EXTRACTED ENTRIES:
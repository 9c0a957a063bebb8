//! Sender avatar resolution.
//!
//! Real deployments plug in a lodestone-backed resolver; the fallback
//! implementation generates a deterministic identicon URL so webhook sends
//! always have something to show. Resolution never fails.

use async_trait::async_trait;

/// Resolves a character portrait URL for a sender.
#[async_trait]
pub trait AvatarResolver: Send + Sync {
    /// Returns an avatar URL for the character. Never fails; implementations
    /// fall back to a generated URL on lookup miss.
    async fn avatar_url(&self, name: &str, world: &str) -> String;
}

const DEFAULT_AVATAR_BASE: &str = "https://api.dicebear.com/7.x/identicon/png";

/// Generates a deterministic identicon URL from the sender identity.
pub struct FallbackAvatarResolver {
    base: String,
}

impl FallbackAvatarResolver {
    pub fn new(base: Option<String>) -> Self {
        Self {
            base: base.unwrap_or_else(|| DEFAULT_AVATAR_BASE.to_string()),
        }
    }

    fn seed(name: &str, world: &str) -> String {
        let raw = if world.is_empty() {
            name.to_string()
        } else {
            format!("{}@{}", name, world)
        };
        // Percent-encode the few characters that can appear in names.
        raw.chars()
            .flat_map(|c| match c {
                ' ' => "%20".chars().collect::<Vec<_>>(),
                '@' => "%40".chars().collect(),
                '\'' => "%27".chars().collect(),
                other => vec![other],
            })
            .collect()
    }
}

impl Default for FallbackAvatarResolver {
    fn default() -> Self {
        Self::new(None)
    }
}

#[async_trait]
impl AvatarResolver for FallbackAvatarResolver {
    async fn avatar_url(&self, name: &str, world: &str) -> String {
        format!("{}?seed={}", self.base, Self::seed(name, world))
    }
}
//! Event-driven cache of destination channels and threads.
//!
//! The directory holds an immutable snapshot of the channel topology and
//! replaces it wholesale on every topology-change event. Readers borrow the
//! current snapshot through a watch channel, so the event-handling path
//! never blocks on them and nobody observes a half-built snapshot.

use std::collections::HashMap;
use std::sync::{Arc, Mutex};

use serenity::model::id::ChannelId;
use tokio::sync::watch;
use tracing::{debug, warn};

use crate::common::platform::ChannelEnumerator;
use crate::common::types::{ChannelKind, ChannelRecord};

/// One atomically-replaced view of the channel topology.
#[derive(Debug, Default)]
pub struct DirectorySnapshot {
    pub channels: Vec<ChannelRecord>,
}

/// Always-fresh channel/thread cache.
pub struct ChannelDirectory {
    snapshot: watch::Sender<Arc<DirectorySnapshot>>,
    enumerator: Mutex<Option<Arc<dyn ChannelEnumerator>>>,
}

impl ChannelDirectory {
    pub fn new() -> Self {
        let (snapshot, _) = watch::channel(Arc::new(DirectorySnapshot::default()));
        Self {
            snapshot,
            enumerator: Mutex::new(None),
        }
    }

    /// Attach the topology source. The caller refreshes afterwards; binding
    /// alone does not enumerate.
    pub fn bind(&self, enumerator: Arc<dyn ChannelEnumerator>) {
        *self.enumerator.lock().expect("enumerator lock poisoned") = Some(enumerator);
    }

    /// Detach and clear cached state. Safe to call repeatedly or before
    /// `bind`.
    pub fn unbind(&self) {
        *self.enumerator.lock().expect("enumerator lock poisoned") = None;
        self.snapshot
            .send_replace(Arc::new(DirectorySnapshot::default()));
    }

    /// Rebuild the snapshot from the bound source.
    ///
    /// Enumeration failure keeps the prior snapshot; callers keep reading
    /// slightly stale topology instead of seeing an error.
    pub async fn refresh(&self) {
        let enumerator = self
            .enumerator
            .lock()
            .expect("enumerator lock poisoned")
            .clone();
        let Some(enumerator) = enumerator else {
            debug!("directory refresh skipped, no topology source bound");
            return;
        };

        match enumerator.enumerate().await {
            Ok(channels) => {
                debug!(count = channels.len(), "channel directory rebuilt");
                self.snapshot
                    .send_replace(Arc::new(DirectorySnapshot { channels }));
            }
            Err(e) => {
                warn!("channel enumeration failed, keeping prior snapshot: {}", e);
            }
        }
    }

    /// Force a synchronous rebuild.
    pub async fn invalidate(&self) {
        self.refresh().await;
    }

    /// Current snapshot; cheap to take, never blocks writers.
    pub fn snapshot(&self) -> Arc<DirectorySnapshot> {
        self.snapshot.borrow().clone()
    }

    pub fn text_channels(&self) -> Vec<ChannelRecord> {
        self.channels_of_kind(ChannelKind::Text)
    }

    pub fn forum_channels(&self) -> Vec<ChannelRecord> {
        self.channels_of_kind(ChannelKind::Forum)
    }

    fn channels_of_kind(&self, kind: ChannelKind) -> Vec<ChannelRecord> {
        self.snapshot()
            .channels
            .iter()
            .filter(|ch| ch.kind == kind)
            .cloned()
            .collect()
    }

    /// Threads belonging to a forum. Unknown forums yield an empty map.
    pub fn threads_for_forum(&self, forum_id: ChannelId) -> HashMap<ChannelId, String> {
        self.snapshot()
            .channels
            .iter()
            .filter(|ch| ch.kind == ChannelKind::Thread && ch.parent_id == Some(forum_id))
            .map(|ch| (ch.id, ch.name.clone()))
            .collect()
    }

    /// Look up a channel or thread by id in the latest snapshot.
    pub fn find(&self, id: ChannelId) -> Option<ChannelRecord> {
        self.snapshot()
            .channels
            .iter()
            .find(|ch| ch.id == id)
            .cloned()
    }
}

impl Default for ChannelDirectory {
    fn default() -> Self {
        Self::new()
    }
}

WORK ORDER: Wherever "await" turns up in the records, copy the whole line.

ANSWER BOX:
        match enumerator.enumerate().await {
        self.refresh().await;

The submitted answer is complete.